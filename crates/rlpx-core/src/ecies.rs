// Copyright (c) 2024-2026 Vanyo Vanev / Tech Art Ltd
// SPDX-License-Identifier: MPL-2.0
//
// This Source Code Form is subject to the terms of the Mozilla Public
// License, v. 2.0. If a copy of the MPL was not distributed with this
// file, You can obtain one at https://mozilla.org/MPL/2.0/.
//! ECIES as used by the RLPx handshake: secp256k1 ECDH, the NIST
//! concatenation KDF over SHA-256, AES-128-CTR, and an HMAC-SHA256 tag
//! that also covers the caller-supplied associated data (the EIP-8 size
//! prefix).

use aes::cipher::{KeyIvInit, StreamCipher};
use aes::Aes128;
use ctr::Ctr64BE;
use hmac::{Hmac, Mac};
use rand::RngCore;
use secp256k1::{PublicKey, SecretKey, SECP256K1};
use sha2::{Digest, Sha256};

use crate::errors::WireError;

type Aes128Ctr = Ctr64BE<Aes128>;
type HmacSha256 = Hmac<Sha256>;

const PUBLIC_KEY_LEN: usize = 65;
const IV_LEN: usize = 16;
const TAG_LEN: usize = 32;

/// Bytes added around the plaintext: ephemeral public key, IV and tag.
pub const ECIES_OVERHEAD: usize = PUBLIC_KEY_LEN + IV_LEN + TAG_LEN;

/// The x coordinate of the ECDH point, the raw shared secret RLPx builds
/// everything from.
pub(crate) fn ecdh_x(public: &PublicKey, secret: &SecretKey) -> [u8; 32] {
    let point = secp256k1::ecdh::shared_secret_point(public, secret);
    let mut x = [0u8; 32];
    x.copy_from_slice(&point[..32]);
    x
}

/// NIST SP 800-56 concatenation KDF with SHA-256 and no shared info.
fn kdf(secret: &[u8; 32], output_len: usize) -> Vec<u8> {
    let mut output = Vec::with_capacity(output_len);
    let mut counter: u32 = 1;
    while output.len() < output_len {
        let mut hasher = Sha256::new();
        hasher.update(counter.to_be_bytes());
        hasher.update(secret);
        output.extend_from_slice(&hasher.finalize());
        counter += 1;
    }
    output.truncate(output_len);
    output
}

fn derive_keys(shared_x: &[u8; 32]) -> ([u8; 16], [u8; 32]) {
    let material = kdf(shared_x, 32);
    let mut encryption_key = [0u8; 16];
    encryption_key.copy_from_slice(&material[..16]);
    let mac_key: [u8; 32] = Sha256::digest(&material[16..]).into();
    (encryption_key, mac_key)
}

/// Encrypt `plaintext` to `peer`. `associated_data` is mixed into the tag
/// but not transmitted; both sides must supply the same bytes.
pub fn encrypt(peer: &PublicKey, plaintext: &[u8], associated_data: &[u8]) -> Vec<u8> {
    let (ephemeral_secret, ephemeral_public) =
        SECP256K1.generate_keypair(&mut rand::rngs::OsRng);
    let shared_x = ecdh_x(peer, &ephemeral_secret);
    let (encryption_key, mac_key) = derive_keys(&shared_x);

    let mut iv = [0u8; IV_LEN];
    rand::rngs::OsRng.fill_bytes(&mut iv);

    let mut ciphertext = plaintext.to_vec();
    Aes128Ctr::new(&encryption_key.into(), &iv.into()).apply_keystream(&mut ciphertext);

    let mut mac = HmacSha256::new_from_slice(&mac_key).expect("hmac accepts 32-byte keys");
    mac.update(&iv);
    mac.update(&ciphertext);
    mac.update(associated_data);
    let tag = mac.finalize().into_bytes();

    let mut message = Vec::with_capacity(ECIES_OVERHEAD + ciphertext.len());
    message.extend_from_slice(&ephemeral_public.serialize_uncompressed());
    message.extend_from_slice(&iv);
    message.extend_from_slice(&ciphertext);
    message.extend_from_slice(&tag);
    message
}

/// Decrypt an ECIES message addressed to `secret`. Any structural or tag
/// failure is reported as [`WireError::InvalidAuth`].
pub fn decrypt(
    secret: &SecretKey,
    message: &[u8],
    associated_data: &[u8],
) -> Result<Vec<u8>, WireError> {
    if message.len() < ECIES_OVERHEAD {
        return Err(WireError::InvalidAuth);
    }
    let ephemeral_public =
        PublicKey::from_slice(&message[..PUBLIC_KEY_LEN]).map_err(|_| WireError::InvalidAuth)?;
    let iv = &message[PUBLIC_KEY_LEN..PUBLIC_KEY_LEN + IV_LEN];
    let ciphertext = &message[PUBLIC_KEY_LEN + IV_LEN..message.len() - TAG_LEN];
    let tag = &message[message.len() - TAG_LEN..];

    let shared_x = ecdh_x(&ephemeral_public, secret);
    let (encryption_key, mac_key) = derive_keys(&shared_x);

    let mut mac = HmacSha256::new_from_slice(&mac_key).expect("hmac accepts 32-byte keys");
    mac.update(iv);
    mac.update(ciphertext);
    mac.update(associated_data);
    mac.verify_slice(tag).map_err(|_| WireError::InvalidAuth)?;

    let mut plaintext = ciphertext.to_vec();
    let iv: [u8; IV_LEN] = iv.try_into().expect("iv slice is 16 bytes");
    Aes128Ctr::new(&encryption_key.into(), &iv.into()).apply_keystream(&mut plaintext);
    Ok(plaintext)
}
+++
Task to complete:
Give back the entire listing verbatim.

Answer to this exercise:
filename crates/rlpx-core/src/ecies.rs
// Copyright (c) 2024-2026 Vanyo Vanev / Tech Art Ltd
// SPDX-License-Identifier: MPL-2.0
//
// This Source Code Form is subject to the terms of the Mozilla Public
// License, v. 2.0. If a copy of the MPL was not distributed with this
// file, You can obtain one at https://mozilla.org/MPL/2.0/.
//! ECIES as used by the RLPx handshake: secp256k1 ECDH, the NIST
//! concatenation KDF over SHA-256, AES-128-CTR, and an HMAC-SHA256 tag
//! that also covers the caller-supplied associated data (the EIP-8 size
//! prefix).

use aes::cipher::{KeyIvInit, StreamCipher};
use aes::Aes128;
use ctr::Ctr64BE;
use hmac::{Hmac, Mac};
use rand::RngCore;
use secp256k1::{PublicKey, SecretKey, SECP256K1};
use sha2::{Digest, Sha256};

use crate::errors::WireError;

type Aes128Ctr = Ctr64BE<Aes128>;
type HmacSha256 = Hmac<Sha256>;

const PUBLIC_KEY_LEN: usize = 65;
const IV_LEN: usize = 16;
const TAG_LEN: usize = 32;

/// Bytes added around the plaintext: ephemeral public key, IV and tag.
pub const ECIES_OVERHEAD: usize = PUBLIC_KEY_LEN + IV_LEN + TAG_LEN;

/// The x coordinate of the ECDH point, the raw shared secret RLPx builds
/// everything from.
pub(crate) fn ecdh_x(public: &PublicKey, secret: &SecretKey) -> [u8; 32] {
    let point = secp256k1::ecdh::shared_secret_point(public, secret);
    let mut x = [0u8; 32];
    x.copy_from_slice(&point[..32]);
    x
}

/// NIST SP 800-56 concatenation KDF with SHA-256 and no shared info.
fn kdf(secret: &[u8; 32], output_len: usize) -> Vec<u8> {
    let mut output = Vec::with_capacity(output_len);
    let mut counter: u32 = 1;
    while output.len() < output_len {
        let mut hasher = Sha256::new();
        hasher.update(counter.to_be_bytes());
        hasher.update(secret);
        output.extend_from_slice(&hasher.finalize());
        counter += 1;
    }
    output.truncate(output_len);
    output
}

fn derive_keys(shared_x: &[u8; 32]) -> ([u8; 16], [u8; 32]) {
    let material = kdf(shared_x, 32);
    let mut encryption_key = [0u8; 16];
    encryption_key.copy_from_slice(&material[..16]);
    let mac_key: [u8; 32] = Sha256::digest(&material[16..]).into();
    (encryption_key, mac_key)
}

/// Encrypt `plaintext` to `peer`. `associated_data` is mixed into the tag
/// but not transmitted; both sides must supply the same bytes.
pub fn encrypt(peer: &PublicKey, plaintext: &[u8], associated_data: &[u8]) -> Vec<u8> {
    let (ephemeral_secret, ephemeral_public) =
        SECP256K1.generate_keypair(&mut rand::rngs::OsRng);
    let shared_x = ecdh_x(peer, &ephemeral_secret);
    let (encryption_key, mac_key) = derive_keys(&shared_x);

    let mut iv = [0u8; IV_LEN];
    rand::rngs::OsRng.fill_bytes(&mut iv);

    let mut ciphertext = plaintext.to_vec();
    Aes128Ctr::new(&encryption_key.into(), &iv.into()).apply_keystream(&mut ciphertext);

    let mut mac = HmacSha256::new_from_slice(&mac_key).expect("hmac accepts 32-byte keys");
    mac.update(&iv);
    mac.update(&ciphertext);
    mac.update(associated_data);
    let tag = mac.finalize().into_bytes();

    let mut message = Vec::with_capacity(ECIES_OVERHEAD + ciphertext.len());
    message.extend_from_slice(&ephemeral_public.serialize_uncompressed());
    message.extend_from_slice(&iv);
    message.extend_from_slice(&ciphertext);
    message.extend_from_slice(&tag);
    message
}

/// Decrypt an ECIES message addressed to `secret`. Any structural or tag
/// failure is reported as [`WireError::InvalidAuth`].
pub fn decrypt(
    secret: &SecretKey,
    message: &[u8],
    associated_data: &[u8],
) -> Result<Vec<u8>, WireError> {
    if message.len() < ECIES_OVERHEAD {
        return Err(WireError::InvalidAuth);
    }
    let ephemeral_public =
        PublicKey::from_slice(&message[..PUBLIC_KEY_LEN]).map_err(|_| WireError::InvalidAuth)?;
    let iv = &message[PUBLIC_KEY_LEN..PUBLIC_KEY_LEN + IV_LEN];
    let ciphertext = &message[PUBLIC_KEY_LEN + IV_LEN..message.len() - TAG_LEN];
    let tag = &message[message.len() - TAG_LEN..];

    let shared_x = ecdh_x(&ephemeral_public, secret);
    let (encryption_key, mac_key) = derive_keys(&shared_x);

    let mut mac = HmacSha256::new_from_slice(&mac_key).expect("hmac accepts 32-byte keys");
    mac.update(iv);
    mac.update(ciphertext);
    mac.update(associated_data);
    mac.verify_slice(tag).map_err(|_| WireError::InvalidAuth)?;

    let mut plaintext = ciphertext.to_vec();
    let iv: [u8; IV_LEN] = iv.try_into().expect("iv slice is 16 bytes");
    Aes128Ctr::new(&encryption_key.into(), &iv.into()).apply_keystream(&mut plaintext);
    Ok(plaintext)
}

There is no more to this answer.